Data extracts below:

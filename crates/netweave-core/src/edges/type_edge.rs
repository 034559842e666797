// SPDX-License-Identifier: Apache-2.0
// © James Ross Ω FLYING•ROBOTS <https://github.com/flyingrobots>
//! Type edges: instance-of relations from a type node to its instances.
use crate::edge::{EdgeKind, EdgeTag};
use crate::error::GraphError;
use crate::graph::Graph;
use crate::ident::{EdgeId, NodeId};
use crate::record::EdgeRecord;

impl Graph {
    /// Records `instance` as an instance of `ty`, optionally under the
    /// identifier it was declared with.
    ///
    /// # Errors
    /// [`GraphError::AlreadyTyped`] if `instance` already has a type.
    pub fn add_instance_of(
        &mut self,
        ty: NodeId,
        instance: NodeId,
        identifier: Option<&str>,
    ) -> Result<EdgeId, GraphError> {
        self.check_node(ty)?;
        self.check_node(instance)?;
        if self.type_edge(instance).is_some() {
            return Err(GraphError::AlreadyTyped(instance));
        }
        self.insert_edge(
            ty,
            instance,
            EdgeKind::Type {
                identifier: identifier.map(str::to_owned),
            },
        )
    }

    /// Type edge ending at `instance`.
    #[must_use]
    pub fn type_edge(&self, instance: NodeId) -> Option<&EdgeRecord> {
        self.incoming(instance).find(|e| e.tag() == EdgeTag::Type)
    }

    /// Type node of `instance`.
    #[must_use]
    pub fn type_of(&self, instance: NodeId) -> Option<NodeId> {
        self.type_edge(instance).map(|e| e.from)
    }

    /// All instances of `ty` in insertion order.
    #[must_use]
    pub fn instances_of(&self, ty: NodeId) -> Vec<NodeId> {
        self.outgoing(ty)
            .filter(|e| e.tag() == EdgeTag::Type)
            .map(|e| e.to)
            .collect()
    }

    /// Returns `true` if `instance` is typed by `ty`.
    #[must_use]
    pub fn is_instance_of(&self, instance: NodeId, ty: NodeId) -> bool {
        self.type_of(instance) == Some(ty)
    }
}

#[cfg(test)]
mod tests {
    #![allow(clippy::expect_used)]
    use crate::{Graph, GraphError, NodeRecord};

    #[test]
    fn one_type_per_instance() {
        let mut g = Graph::new();
        let resistor = g.hold(NodeRecord::new("Type"));
        let capacitor = g.hold(NodeRecord::new("Type"));
        let r1 = g.hold(NodeRecord::new("Resistor"));
        g.add_instance_of(resistor, r1, Some("r1")).expect("typed");
        assert_eq!(
            g.add_instance_of(capacitor, r1, None),
            Err(GraphError::AlreadyTyped(r1))
        );
        assert!(g.is_instance_of(r1, resistor));
        assert_eq!(g.instances_of(resistor), vec![r1]);
        assert_eq!(
            g.type_edge(r1).and_then(|e| e.kind.identifier()),
            Some("r1")
        );
    }
}
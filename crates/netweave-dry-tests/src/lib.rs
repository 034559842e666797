// SPDX-License-Identifier: Apache-2.0
// © James Ross Ω FLYING•ROBOTS <https://github.com/flyingrobots>
//! Shared test doubles and fixtures for netweave crates.
#![forbid(unsafe_code)]
//!
//! # Modules
//!
//! - [`logging`] - tracing subscriber for tests
//! - [`tree`] - instance hierarchies from dotted paths
//! - [`library`] - canned type graphs

pub mod library;
pub mod logging;
pub mod tree;

pub use library::{divider_library, Library};
pub use logging::init_tracing;
pub use tree::{TestTree, TreeBuilder};
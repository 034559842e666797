// SPDX-License-Identifier: Apache-2.0
// © James Ross Ω FLYING•ROBOTS <https://github.com/flyingrobots>
//! Construction-time configuration for graphs and type graphs.

/// Naming and ordering conventions of one [`Graph`](crate::Graph).
#[derive(Clone, Debug, PartialEq, Eq)]
#[cfg_attr(feature = "serde", derive(serde::Serialize, serde::Deserialize))]
#[cfg_attr(feature = "serde", serde(default))]
pub struct GraphConfig {
    /// Separator between hierarchy levels in full names.
    pub name_separator: char,
    /// Separator between a full name and the type tag in typed names.
    pub type_separator: char,
    /// Prefix of the generated id used as the name of unlabelled roots.
    pub root_prefix: String,
    /// Default `sort` flag of [`ChildQuery`](crate::ChildQuery).
    pub sort_children: bool,
}

impl Default for GraphConfig {
    fn default() -> Self {
        Self {
            name_separator: '.',
            type_separator: '|',
            root_prefix: "*".to_owned(),
            sort_children: true,
        }
    }
}

/// Settings of a [`TypeGraph`](crate::TypeGraph).
#[derive(Clone, Debug, PartialEq, Eq)]
#[cfg_attr(feature = "serde", derive(serde::Serialize, serde::Deserialize))]
#[cfg_attr(feature = "serde", serde(default))]
pub struct TypeGraphConfig {
    /// Maximum nesting depth `instantiate` will descend before reporting
    /// [`TypeGraphError::RecursiveType`](crate::TypeGraphError::RecursiveType).
    pub max_instantiation_depth: usize,
    /// Configuration of the graph holding the type definitions.
    pub graph: GraphConfig,
}

impl Default for TypeGraphConfig {
    fn default() -> Self {
        Self {
            max_instantiation_depth: 256,
            graph: GraphConfig::default(),
        }
    }
}

#[cfg(test)]
mod tests {
    use super::*;

    #[test]
    fn defaults_use_dotted_names() {
        let cfg = GraphConfig::default();
        assert_eq!(cfg.name_separator, '.');
        assert_eq!(cfg.type_separator, '|');
        assert!(cfg.sort_children);
        assert_eq!(TypeGraphConfig::default().max_instantiation_depth, 256);
    }
}
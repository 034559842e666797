// SPDX-License-Identifier: Apache-2.0
// © James Ross Ω FLYING•ROBOTS <https://github.com/flyingrobots>
//! netweave-core: typed object-relation graph for hardware design compilation.
//!
//! Instances and type definitions live in the same kind of [`Graph`]: nodes
//! with literal attributes, related by seven closed edge kinds
//! (Composition, Type, Trait, Pointer, Operand, Source,
//! InterfaceConnection). A [`TypeGraph`] records types as MakeChild /
//! MakeLink declarations, the [`Linker`] binds forward type references, and
//! [`TypeGraph::instantiate`] materialises a type into an instance graph.
//!
//! All handles are plain copyable ids scoped to the graph that minted them;
//! a [`BoundNode`] pairs one with its graph for convenience.
#![forbid(unsafe_code)]

mod arena;
mod bound;
mod config;
mod edge;
mod edges;
mod error;
mod graph;
mod hierarchy;
mod ident;
mod linker;
mod literal;
mod path;
mod record;
mod render;
mod traversal;
mod typegraph;

/// Node handle bound to its graph.
pub use bound::BoundNode;
/// Construction-time settings.
pub use config::{GraphConfig, TypeGraphConfig};
/// Edge taxonomy and interface-connection conditions.
pub use edge::{
    ConditionOrigin, ConnectionMode, EdgeFilterFn, EdgeKind, EdgeKindSet, EdgeTag, FilterResult,
    LinkCondition,
};
/// Electrical reachability results.
pub use edges::{Bus, BusMember};
/// Structural errors of the graph primitives.
pub use error::GraphError;
/// Graph container, handle remapping, and canonical digests.
pub use graph::{Graph, Hash, Remap};
/// Child queries and naming options.
pub use hierarchy::{ChildQuery, NameOptions};
/// Handles and tags.
pub use ident::{EdgeId, GraphId, HostHandle, NodeId, TypeTag};
/// Type reference resolution.
pub use linker::{LinkReport, Linker, TypeLookup};
/// Attribute values.
pub use literal::{Attributes, Literal, LiteralKind};
/// Traversal routes.
pub use path::{Path, Step, Triangle};
/// Stored node and edge records.
pub use record::{EdgeRecord, NodeRecord};
/// Text rendering of instance and type trees.
pub use render::{render_instance, render_type, HIDDEN_PREFIX};
/// Breadth-first traversal.
pub use traversal::{Direction, Traversal, TraversalOutcome};
/// Type definitions, declarations, and their errors.
pub use typegraph::{
    ChildRole, ChildTarget, LinkKind, MakeChildDecl, MakeLinkDecl, RefPath, RefSegment, TypeGraph,
    TypeGraphError,
};
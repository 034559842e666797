// SPDX-License-Identifier: Apache-2.0
// © James Ross Ω FLYING•ROBOTS <https://github.com/flyingrobots>
//! Per-kind edge operations.
//!
//! Composition lives in [`crate::hierarchy`]; every other kind gets its own
//! module here, each adding an `impl Graph` block that enforces the kind's
//! endpoint rules at the point of insertion.

mod interface;
mod operand;
mod pointer;
mod source;
mod trait_edge;
mod type_edge;

pub use interface::{Bus, BusMember};
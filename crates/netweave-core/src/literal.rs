// SPDX-License-Identifier: Apache-2.0
// © James Ross Ω FLYING•ROBOTS <https://github.com/flyingrobots>
//! Literal attribute values stored on nodes.
use std::collections::BTreeMap;
use std::fmt;

/// Attribute map of a node, ordered by key.
pub type Attributes = BTreeMap<String, Literal>;

/// A literal value attached to a node under a string key.
///
/// The engine stores literals but never evaluates them; unit handling and
/// numeric solving belong to downstream passes.
#[derive(Clone, Debug, PartialEq)]
#[cfg_attr(feature = "serde", derive(serde::Serialize, serde::Deserialize))]
pub enum Literal {
    /// Boolean literal.
    Bool(bool),
    /// Signed integer literal.
    Int(i64),
    /// Floating point literal.
    Float(f64),
    /// String literal.
    Str(String),
}

impl Literal {
    /// Kind discriminant of this literal.
    #[must_use]
    pub fn kind(&self) -> LiteralKind {
        match self {
            Self::Bool(_) => LiteralKind::Bool,
            Self::Int(_) => LiteralKind::Int,
            Self::Float(_) => LiteralKind::Float,
            Self::Str(_) => LiteralKind::Str,
        }
    }

    /// Returns the string payload, if this is a string literal.
    #[must_use]
    pub fn as_str(&self) -> Option<&str> {
        match self {
            Self::Str(s) => Some(s),
            _ => None,
        }
    }

    /// Returns the boolean payload, if this is a boolean literal.
    #[must_use]
    pub fn as_bool(&self) -> Option<bool> {
        match self {
            Self::Bool(b) => Some(*b),
            _ => None,
        }
    }

    /// Returns the integer payload, if this is an integer literal.
    #[must_use]
    pub fn as_int(&self) -> Option<i64> {
        match self {
            Self::Int(i) => Some(*i),
            _ => None,
        }
    }
}

impl fmt::Display for Literal {
    fn fmt(&self, f: &mut fmt::Formatter<'_>) -> fmt::Result {
        match self {
            Self::Bool(b) => write!(f, "{b}"),
            Self::Int(i) => write!(f, "{i}"),
            Self::Float(x) => write!(f, "{x}"),
            Self::Str(s) => write!(f, "{s:?}"),
        }
    }
}

impl From<bool> for Literal {
    fn from(value: bool) -> Self {
        Self::Bool(value)
    }
}

impl From<i64> for Literal {
    fn from(value: i64) -> Self {
        Self::Int(value)
    }
}

impl From<f64> for Literal {
    fn from(value: f64) -> Self {
        Self::Float(value)
    }
}

impl From<&str> for Literal {
    fn from(value: &str) -> Self {
        Self::Str(value.to_owned())
    }
}

impl From<String> for Literal {
    fn from(value: String) -> Self {
        Self::Str(value)
    }
}

/// Kind of a [`Literal`], used to declare typed attributes.
#[derive(Clone, Copy, PartialEq, Eq, PartialOrd, Ord, Hash, Debug)]
#[cfg_attr(feature = "serde", derive(serde::Serialize, serde::Deserialize))]
pub enum LiteralKind {
    /// Boolean.
    Bool,
    /// Signed integer.
    Int,
    /// Floating point.
    Float,
    /// String.
    Str,
}

impl LiteralKind {
    /// Stable lowercase name, used when the kind is stored as an attribute.
    #[must_use]
    pub fn name(self) -> &'static str {
        match self {
            Self::Bool => "bool",
            Self::Int => "int",
            Self::Float => "float",
            Self::Str => "str",
        }
    }

    /// Parses a name produced by [`LiteralKind::name`].
    #[must_use]
    pub fn from_name(name: &str) -> Option<Self> {
        match name {
            "bool" => Some(Self::Bool),
            "int" => Some(Self::Int),
            "float" => Some(Self::Float),
            "str" => Some(Self::Str),
            _ => None,
        }
    }
}

impl fmt::Display for LiteralKind {
    fn fmt(&self, f: &mut fmt::Formatter<'_>) -> fmt::Result {
        f.write_str(self.name())
    }
}
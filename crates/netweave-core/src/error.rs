// SPDX-License-Identifier: Apache-2.0
// © James Ross Ω FLYING•ROBOTS <https://github.com/flyingrobots>
//! Structural and lookup errors raised by graph primitives.
use thiserror::Error;

use crate::edge::EdgeTag;
use crate::ident::{EdgeId, GraphId, NodeId};

/// Error returned by [`Graph`](crate::Graph) mutations and strict lookups.
///
/// Structural errors are raised at the point of mutation and never coerced.
/// Ambiguity ([`GraphError::AmbiguousPointer`]) is reported separately from
/// absence so callers can tell "missing" from "contradictory".
#[derive(Debug, Clone, PartialEq, Eq, Error)]
pub enum GraphError {
    /// The handle does not refer to a live node.
    #[error("node not found: {0}")]
    NodeNotFound(NodeId),
    /// The handle does not refer to a live edge.
    #[error("edge not found: {0}")]
    EdgeNotFound(EdgeId),
    /// The handle was issued by another graph.
    #[error("handle from graph {found} presented to graph {expected}")]
    ForeignHandle {
        /// Graph that received the handle.
        expected: GraphId,
        /// Graph that issued the handle.
        found: GraphId,
    },
    /// The parent already owns a child with that name.
    #[error("parent {parent} already has a child named `{name}`")]
    DuplicateChildName {
        /// Parent node.
        parent: NodeId,
        /// Colliding name.
        name: String,
    },
    /// The node already has an owner.
    #[error("node {0} already has a parent")]
    AlreadyHasParent(NodeId),
    /// Detach was requested on a root.
    #[error("node {0} has no parent to detach from")]
    HasNoParent(NodeId),
    /// A parent-relative name was required for a root.
    #[error("node {0} has no parent")]
    NoParent(NodeId),
    /// Attaching would make a node its own ancestor.
    #[error("attaching {child} under {parent} would create a cycle")]
    CyclicAttach {
        /// Requested parent.
        parent: NodeId,
        /// Requested child.
        child: NodeId,
    },
    /// The node still owns children.
    #[error("node {0} still has children")]
    HasChildren(NodeId),
    /// More than one pointer matched where one was expected.
    #[error("node {node} holds {count} pointers named `{identifier}`")]
    AmbiguousPointer {
        /// Pointer holder.
        node: NodeId,
        /// Requested identifier.
        identifier: String,
        /// Number of matches.
        count: usize,
    },
    /// An expression already holds an operand under that identifier.
    #[error("expression {expression} already has an operand named `{identifier}`")]
    DuplicateOperand {
        /// Expression node.
        expression: NodeId,
        /// Colliding operand identifier.
        identifier: String,
    },
    /// The expression already holds an operand at the last position.
    #[error("expression {0} has no operand position left")]
    OperandOrderExhausted(NodeId),
    /// The instance already has a type edge.
    #[error("node {0} is already an instance of another type")]
    AlreadyTyped(NodeId),
    /// An equivalent interface connection already exists.
    #[error("nodes {from} and {to} are already connected by {existing}")]
    LinkExists {
        /// First endpoint.
        from: NodeId,
        /// Second endpoint.
        to: NodeId,
        /// Edge already connecting them.
        existing: EdgeId,
    },
    /// Interface connections need two distinct endpoints.
    #[error("cannot connect node {0} to itself")]
    SelfConnection(NodeId),
    /// The edge exists but is of another kind.
    #[error("edge {edge} is a {found} edge, expected {expected}")]
    WrongEdgeKind {
        /// Offending edge.
        edge: EdgeId,
        /// Required kind.
        expected: EdgeTag,
        /// Actual kind.
        found: EdgeTag,
    },
}
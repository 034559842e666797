// SPDX-License-Identifier: Apache-2.0
// © James Ross Ω FLYING•ROBOTS <https://github.com/flyingrobots>
use thiserror::Error;

use crate::error::GraphError;
use crate::ident::NodeId;
use crate::literal::LiteralKind;

/// Error returned by [`TypeGraph`](crate::TypeGraph) construction,
/// instantiation, inheritance, and linking.
///
/// Lookups that may legitimately fail mid-construction return `Option`
/// instead; these variants are raised by the operations that assert full
/// resolution.
#[derive(Debug, Clone, PartialEq, Eq, Error)]
pub enum TypeGraphError {
    /// A type with this name already exists.
    #[error("type `{0}` is already defined")]
    DuplicateType(String),
    /// No type with this name exists.
    #[error("unknown type `{0}`")]
    UnknownType(String),
    /// The node is not a Type node of this type graph.
    #[error("node {0} is not a type")]
    NotAType(NodeId),
    /// The type already declares a child under this identifier.
    #[error("type `{ty}` already declares `{identifier}`")]
    ChildAlreadyExists {
        /// Owning type.
        ty: String,
        /// Colliding identifier.
        identifier: String,
    },
    /// Child identifiers may not use the prefixes reserved for link and
    /// attribute declarations (`link#`, `@`).
    #[error("`{identifier}` on `{ty}` uses a reserved prefix")]
    ReservedIdentifier {
        /// Owning type.
        ty: String,
        /// Rejected identifier.
        identifier: String,
    },
    /// A hard child's type reference was never resolved.
    #[error("child `{identifier}` of `{ty}` refers to unresolved type `{reference}`")]
    UnresolvedTypeReference {
        /// Owning type.
        ty: String,
        /// Child identifier.
        identifier: String,
        /// Identifier the reference names.
        reference: String,
    },
    /// A link endpoint path does not resolve.
    #[error("link endpoint `{path}` of `{ty}` does not resolve")]
    UnresolvedLinkEndpoint {
        /// Owning type.
        ty: String,
        /// Endpoint path as written.
        path: String,
    },
    /// The parent path of a nested child declaration does not resolve.
    #[error("mount path `{path}` for child `{identifier}` of `{ty}` does not resolve")]
    UnresolvedMount {
        /// Owning type.
        ty: String,
        /// Child identifier.
        identifier: String,
        /// Mount path as written.
        path: String,
    },
    /// Instantiation recursed into a type already being built, or nested
    /// deeper than the configured limit.
    #[error("type `{ty}` recurses (depth {depth})")]
    RecursiveType {
        /// Type that closed the cycle or exceeded the limit.
        ty: String,
        /// Nesting depth reached.
        depth: usize,
    },
    /// The attribute is not declared on the target's type, or the target
    /// path does not exist.
    #[error("`{attribute}` is not a declared attribute of `{ty}`")]
    UnknownAttribute {
        /// Type the attribute was looked up on.
        ty: String,
        /// Attribute key as supplied.
        attribute: String,
    },
    /// The attribute value has the wrong literal kind.
    #[error("attribute `{attribute}` expects {expected}, got {found}")]
    AttributeTypeMismatch {
        /// Attribute key as supplied.
        attribute: String,
        /// Declared kind.
        expected: LiteralKind,
        /// Supplied kind.
        found: LiteralKind,
    },
    /// The reference is already bound to another type.
    #[error("type reference {reference} is already linked to {existing}")]
    AlreadyLinked {
        /// Reference node.
        reference: NodeId,
        /// Type it is bound to.
        existing: NodeId,
    },
    /// The node is not a MakeChild.
    #[error("node {0} is not a make-child declaration")]
    NotAMakeChild(NodeId),
    /// The node is not a TypeReference.
    #[error("node {0} is not a type reference")]
    NotATypeReference(NodeId),
    /// Underlying graph error.
    #[error(transparent)]
    Graph(#[from] GraphError),
}
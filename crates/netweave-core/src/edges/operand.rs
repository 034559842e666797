// SPDX-License-Identifier: Apache-2.0
// © James Ross Ω FLYING•ROBOTS <https://github.com/flyingrobots>
//! Operand edges: membership of a node in an expression's operand set.
use std::ops::ControlFlow;

use crate::edge::{EdgeKind, EdgeTag};
use crate::error::GraphError;
use crate::graph::Graph;
use crate::ident::{EdgeId, NodeId, TypeTag};
use crate::record::EdgeRecord;

impl Graph {
    /// Appends `operand` to the operand set of `expression`.
    ///
    /// The operand takes the position after the highest one in use. Named
    /// operands must be unique within one expression.
    ///
    /// # Errors
    /// - [`GraphError::OperandOrderExhausted`] if an operand already sits at
    ///   `u32::MAX`.
    /// - Everything [`add_operand_at`](Self::add_operand_at) reports.
    pub fn add_operand(
        &mut self,
        expression: NodeId,
        operand: NodeId,
        identifier: Option<&str>,
    ) -> Result<EdgeId, GraphError> {
        let order = match self.operand_edges(expression).last() {
            None => 0,
            Some(edge) => operand_order(edge)
                .checked_add(1)
                .ok_or(GraphError::OperandOrderExhausted(expression))?,
        };
        self.add_operand_at(expression, operand, identifier, order)
    }

    /// Adds `operand` at an explicit position.
    ///
    /// # Errors
    /// [`GraphError::DuplicateOperand`] if `identifier` is already used by
    /// another operand of `expression`.
    pub fn add_operand_at(
        &mut self,
        expression: NodeId,
        operand: NodeId,
        identifier: Option<&str>,
        order: u32,
    ) -> Result<EdgeId, GraphError> {
        self.check_node(expression)?;
        if let Some(name) = identifier {
            if self.operand_by_identifier(expression, name).is_some() {
                return Err(GraphError::DuplicateOperand {
                    expression,
                    identifier: name.to_owned(),
                });
            }
        }
        self.insert_edge(
            expression,
            operand,
            EdgeKind::Operand {
                identifier: identifier.map(str::to_owned),
                order,
            },
        )
    }

    fn operand_edges(&self, expression: NodeId) -> Vec<&EdgeRecord> {
        let mut edges: Vec<&EdgeRecord> = self
            .outgoing(expression)
            .filter(|e| e.tag() == EdgeTag::Operand)
            .collect();
        edges.sort_by_key(|e| operand_order(e));
        edges
    }

    /// Operands of `expression` by position.
    #[must_use]
    pub fn operands(&self, expression: NodeId) -> Vec<NodeId> {
        self.operand_edges(expression).iter().map(|e| e.to).collect()
    }

    /// Operand registered under `identifier`.
    #[must_use]
    pub fn operand_by_identifier(&self, expression: NodeId, identifier: &str) -> Option<NodeId> {
        self.outgoing(expression)
            .find(|e| e.tag() == EdgeTag::Operand && e.kind.identifier() == Some(identifier))
            .map(|e| e.to)
    }

    /// Expressions `operand` takes part in, in insertion order.
    #[must_use]
    pub fn expressions_of(&self, operand: NodeId) -> Vec<NodeId> {
        self.incoming(operand)
            .filter(|e| e.tag() == EdgeTag::Operand)
            .map(|e| e.from)
            .collect()
    }

    /// First expression `operand` takes part in.
    #[must_use]
    pub fn expression_of(&self, operand: NodeId) -> Option<NodeId> {
        self.incoming(operand)
            .find(|e| e.tag() == EdgeTag::Operand)
            .map(|e| e.from)
    }

    /// Visits, by position, the operands of `expression` whose type tag is
    /// `operand_type`.
    pub fn visit_operands_of_type<B>(
        &self,
        expression: NodeId,
        operand_type: &TypeTag,
        mut visit: impl FnMut(&EdgeRecord) -> ControlFlow<B>,
    ) -> Option<B> {
        for edge in self.operand_edges(expression) {
            if !self.node(edge.to).is_ok_and(|r| &r.ty == operand_type) {
                continue;
            }
            if let ControlFlow::Break(out) = visit(edge) {
                return Some(out);
            }
        }
        None
    }
}

fn operand_order(edge: &EdgeRecord) -> u32 {
    match edge.kind {
        EdgeKind::Operand { order, .. } => order,
        _ => 0,
    }
}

End of Data extracts.

■ Task to carry out
If a line in the data contains the string "nodes", copy it.

■ Exercise response
//! Instances and type definitions live in the same kind of [`Graph`]: nodes
//! Literal attribute values stored on nodes.
    #[error("nodes {from} and {to} are already connected by {existing}")]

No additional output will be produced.